Start of PROVIDED ENTRIES
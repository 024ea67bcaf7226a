use crate::admin::AdminFlag;
use crate::manager::ManagerHandle;
use crate::probe::Probe;
use crate::transport::Transport;
use std::sync::Arc;
use std::time::Duration;
use tokio::time::MissedTickBehavior;

/// The periodic loop that picks one peer per tick and launches a probe
/// against it (spec §4.2). Never waits for the probe to finish - probes run
/// concurrently with subsequent ticks, and there is no global concurrency
/// cap.
pub struct Scheduler {
    manager: ManagerHandle,
    transport: Arc<dyn Transport>,
    alive: AdminFlag,
    self_address: String,
    metadata: Option<Vec<u8>>,
    ping_interval: Duration,
    probe_timeout: Duration,
}

impl Scheduler {
    pub fn new(
        manager: ManagerHandle,
        transport: Arc<dyn Transport>,
        alive: AdminFlag,
        self_address: impl Into<String>,
        metadata: Option<Vec<u8>>,
        ping_interval: Duration,
        probe_timeout: Duration,
    ) -> Self {
        Self {
            manager,
            transport,
            alive,
            self_address: self_address.into(),
            metadata,
            ping_interval,
            probe_timeout,
        }
    }

    pub async fn run(self) {
        let mut ticker = tokio::time::interval(self.ping_interval);
        ticker.set_missed_tick_behavior(MissedTickBehavior::Delay);
        loop {
            ticker.tick().await;
            self.tick().await;
        }
    }

    async fn tick(&self) {
        if !self.alive.is_alive() {
            return;
        }

        match self.manager.next_target().await {
            Ok(Some(target)) => {
                let probe = Probe::new(
                    self.self_address.clone(),
                    self.metadata.clone(),
                    target,
                    self.transport.clone(),
                    self.manager.clone(),
                    self.probe_timeout,
                );
                tokio::spawn(probe.run());
            }
            Ok(None) => {
                tracing::trace!("no live targets this tick, skipping");
            }
            Err(e) => {
                tracing::error!(error = %e, "state manager unreachable, skipping tick");
            }
        }
    }
}

#[cfg(test)]
mod tests {
    use super::*;
    use crate::manager::Manager;
    use crate::record::{BasicRecord, Status};
    use crate::transport::{PingRequest, PingResponse};
    use async_trait::async_trait;

    struct AckingTransport;

    #[async_trait]
    impl Transport for AckingTransport {
        async fn send_ping(
            &self,
            _target: &str,
            _request: PingRequest,
        ) -> crate::error::Result<PingResponse> {
            Ok(PingResponse {
                ack: true,
                nodes: vec![],
            })
        }
    }

    #[tokio::test]
    async fn tick_is_a_noop_when_dead() {
        let (manager, handle) = Manager::new("self:1", 3, None);
        tokio::spawn(manager.run());
        handle
            .add(BasicRecord::new("peer:1", Status::Alive))
            .await
            .unwrap();

        let alive = AdminFlag::new(false);
        let scheduler = Scheduler::new(
            handle.clone(),
            Arc::new(AckingTransport),
            alive,
            "self:1",
            None,
            Duration::from_millis(10),
            Duration::from_millis(5),
        );
        scheduler.tick().await;

        // With no probe spawned, every record is still unpicked from the
        // gossip selector's perspective.
        assert_eq!(handle.pick_members().await.unwrap().len(), 1);
    }

    #[tokio::test]
    async fn tick_skips_cleanly_when_no_live_targets() {
        let (manager, handle) = Manager::new("self:1", 3, None);
        tokio::spawn(manager.run());

        let alive = AdminFlag::new(true);
        let scheduler = Scheduler::new(
            handle,
            Arc::new(AckingTransport),
            alive,
            "self:1",
            None,
            Duration::from_millis(10),
            Duration::from_millis(5),
        );
        scheduler.tick().await; // must not panic or hang
    }
}
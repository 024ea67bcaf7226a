use crate::admin::AdminFlag;
use crate::config::Config;
use crate::error::Result;
use crate::manager::{Manager, ManagerHandle};
use crate::peer::PeerHandler;
use crate::record::{BasicRecord, LocalRecord, Status};
use crate::scheduler::Scheduler;
use crate::transport::Transport;
use std::sync::Arc;

/// One participating process. Owns the State Manager's mailbox handle and
/// the administrative liveness flag; wires up the Scheduler as a background
/// task. The Peer Handler is exposed for the caller to register with
/// whatever `Transport` implementation it's running (spec §6: construction
/// takes host, port, an optional seed, and an optional event sink).
pub struct Node {
    address: String,
    manager: ManagerHandle,
    alive: AdminFlag,
    peer_handler: Arc<PeerHandler>,
}

impl Node {
    pub fn new(
        host: impl Into<String>,
        port: u16,
        seed: Option<String>,
        metadata: Option<Vec<u8>>,
        config: Config,
        transport: Arc<dyn Transport>,
    ) -> Self {
        let address = format!("{}:{}", host.into(), port);
        let (manager, manager_handle) =
            Manager::new(address.clone(), config.send_cap, config.event_sink.clone());
        tokio::spawn(manager.run());

        let alive = AdminFlag::new(true);
        let peer_handler = Arc::new(PeerHandler::new(
            manager_handle.clone(),
            address.clone(),
            metadata.clone(),
            alive.clone(),
        ));

        let scheduler = Scheduler::new(
            manager_handle.clone(),
            transport,
            alive.clone(),
            address.clone(),
            metadata,
            config.ping_interval,
            config.probe_timeout,
        );
        tokio::spawn(scheduler.run());

        // Empty seeds are tolerated (I3): this is how a bootstrap node with
        // no prior cluster to join is constructed.
        if let Some(seed_address) = seed.filter(|s| !s.is_empty()) {
            let handle = manager_handle.clone();
            tokio::spawn(async move {
                let _ = handle.add(BasicRecord::new(seed_address, Status::Alive)).await;
            });
        }

        Self {
            address,
            manager: manager_handle,
            alive,
            peer_handler,
        }
    }

    pub fn address(&self) -> &str {
        &self.address
    }

    /// Register this with a `Transport`'s server side to accept inbound
    /// probes.
    pub fn peer_handler(&self) -> Arc<PeerHandler> {
        self.peer_handler.clone()
    }

    pub fn kill(&self) {
        self.alive.kill();
    }

    pub fn revive(&self) {
        self.alive.revive();
    }

    pub fn is_alive(&self) -> bool {
        self.alive.is_alive()
    }

    pub async fn members(&self) -> Result<Vec<LocalRecord>> {
        self.manager.snapshot().await
    }

    /// Exposes the Gossip Selector directly, for callers (and tests) that
    /// need to observe send_cap exhaustion rather than just table contents.
    pub async fn pick_members(&self) -> Result<Vec<BasicRecord>> {
        self.manager.pick_members().await
    }
}
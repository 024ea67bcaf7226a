use crate::admin::AdminFlag;
use crate::manager::ManagerHandle;
use crate::record::{BasicRecord, Status};
use crate::transport::{PingRequest, PingResponse};

/// The server side of the probe protocol (spec §4.4): merges inbound gossip,
/// folds live evidence of the sender into the table, and replies with this
/// node's own piggyback list. `PeerHandler` is transport-agnostic - callers
/// register it with whatever `Transport` they use.
pub struct PeerHandler {
    manager: ManagerHandle,
    self_address: String,
    metadata: Option<Vec<u8>>,
    alive: AdminFlag,
}

impl PeerHandler {
    pub fn new(
        manager: ManagerHandle,
        self_address: impl Into<String>,
        metadata: Option<Vec<u8>>,
        alive: AdminFlag,
    ) -> Self {
        Self {
            manager,
            self_address: self_address.into(),
            metadata,
            alive,
        }
    }

    /// Returns `None` while the node is administratively killed, simulating
    /// a crashed process that refuses new connections without tearing down
    /// the listener (spec §4.4, §4.6).
    pub async fn handle(&self, request: PingRequest) -> Option<PingResponse> {
        if !self.alive.is_alive() {
            return None;
        }

        for node in request.nodes {
            let _ = self.manager.update(node).await;
        }

        if !request.address.is_empty() && request.address != self.self_address {
            // "If known, Eval(Alive); if unknown, Add" (spec §4.4) is
            // implemented as Add-then-Eval rather than a separate lookup:
            // Add is a no-op on a known address, and Eval is a no-op on an
            // unknown one, so composing them reaches exactly the same
            // outcome without adding a sixth manager message kind.
            let sender = BasicRecord::new(request.address.clone(), Status::Alive)
                .with_metadata(request.metadata.clone());
            let _ = self.manager.add(sender.clone()).await;
            let _ = self.manager.eval(sender).await;
        }

        let nodes = self.manager.pick_members().await.unwrap_or_default();
        Some(PingResponse { ack: true, nodes })
    }
}
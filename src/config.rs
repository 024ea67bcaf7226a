use crate::error::{CoreError, Result};
use crate::events::Event;
use serde::Deserialize;
use std::path::Path;
use std::time::Duration;
use tokio::sync::mpsc;

/// Node configuration (spec §3). `probe_timeout` and `send_cap` carry the
/// design defaults called out in the spec when not overridden.
#[derive(Clone)]
pub struct Config {
    pub ping_interval: Duration,
    pub probe_timeout: Duration,
    pub send_cap: u32,
    pub event_sink: Option<mpsc::Sender<Event>>,
}

impl std::fmt::Debug for Config {
    fn fmt(&self, f: &mut std::fmt::Formatter<'_>) -> std::fmt::Result {
        f.debug_struct("Config")
            .field("ping_interval", &self.ping_interval)
            .field("probe_timeout", &self.probe_timeout)
            .field("send_cap", &self.send_cap)
            .field("event_sink", &self.event_sink.is_some())
            .finish()
    }
}

impl Default for Config {
    fn default() -> Self {
        let ping_interval = Duration::from_millis(200);
        Self {
            probe_timeout: ping_interval / 3,
            ping_interval,
            send_cap: 3,
            event_sink: None,
        }
    }
}

#[derive(Debug, Deserialize, Default)]
struct FileConfig {
    ping_interval_ms: Option<u64>,
    probe_timeout_ms: Option<u64>,
    send_cap: Option<u32>,
}

impl Config {
    /// Load overrides from a TOML file on top of the defaults. A missing
    /// file is not an error - it just means "use the defaults," mirroring
    /// the teacher's tolerant startup posture. A present-but-malformed file
    /// is fatal, since that almost always means an operator typo.
    pub fn from_file(path: impl AsRef<Path>) -> Result<Self> {
        let path = path.as_ref();
        let contents = match std::fs::read_to_string(path) {
            Ok(c) => c,
            Err(e) if e.kind() == std::io::ErrorKind::NotFound => {
                return Ok(Self::default());
            }
            Err(e) => return Err(CoreError::Io(e)),
        };

        let file: FileConfig = toml::from_str(&contents)
            .map_err(|e| CoreError::Configuration(format!("{}: {e}", path.display())))?;

        let mut config = Self::default();
        if let Some(ms) = file.ping_interval_ms {
            config.ping_interval = Duration::from_millis(ms);
        }
        config.probe_timeout = file
            .probe_timeout_ms
            .map(Duration::from_millis)
            .unwrap_or(config.ping_interval / 3);
        if let Some(cap) = file.send_cap {
            config.send_cap = cap;
        }
        Ok(config)
    }
}
use serde::{Deserialize, Serialize};
use std::time::SystemTime;

/// A member's inferred liveness. `Suspected` is carried on the wire for
/// forward compatibility but the current core never assigns it - promotion
/// is direct `Alive -> Failed` on probe timeout (spec §3).
#[derive(Debug, Clone, Copy, PartialEq, Eq, Hash, Serialize, Deserialize)]
pub enum Status {
    Alive,
    Suspected,
    Failed,
}

/// The record exchanged over the wire, in a ping request's piggyback list,
/// a ping reply, or a gossip merge.
#[derive(Debug, Clone, PartialEq, Eq, Serialize, Deserialize)]
pub struct BasicRecord {
    pub address: String,
    pub status: Status,
    pub metadata: Option<Vec<u8>>,
}

impl BasicRecord {
    pub fn new(address: impl Into<String>, status: Status) -> Self {
        Self {
            address: address.into(),
            status,
            metadata: None,
        }
    }

    pub fn with_metadata(mut self, metadata: Option<Vec<u8>>) -> Self {
        self.metadata = metadata;
        self
    }
}

/// A node's private bookkeeping for one peer: the wire record plus the
/// gossip retransmission counter (I4/I5) and a last-contact timestamp kept
/// purely for observability, never consulted by protocol logic.
#[derive(Debug, Clone, PartialEq, Eq)]
pub struct LocalRecord {
    pub record: BasicRecord,
    pub send_count: u32,
    pub last_contact: SystemTime,
}

impl LocalRecord {
    pub fn new(record: BasicRecord) -> Self {
        Self {
            record,
            send_count: 0,
            last_contact: SystemTime::now(),
        }
    }

    pub fn address(&self) -> &str {
        &self.record.address
    }

    pub fn status(&self) -> Status {
        self.record.status
    }
}

#[cfg(test)]
mod tests {
    use super::*;

    #[test]
    fn new_local_record_starts_at_zero_send_count() {
        let local = LocalRecord::new(BasicRecord::new("10.0.0.1:7000", Status::Alive));
        assert_eq!(local.send_count, 0);
        assert_eq!(local.status(), Status::Alive);
        assert_eq!(local.address(), "10.0.0.1:7000");
    }
}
End of PROVIDED ENTRIES
> [ACTIVITY] Copy each line in the entries above where the word "callers" shows up.

> [REPLY]
    /// Exposes the Gossip Selector directly, for callers (and tests) that
/// node's own piggyback list. `PeerHandler` is transport-agnostic - callers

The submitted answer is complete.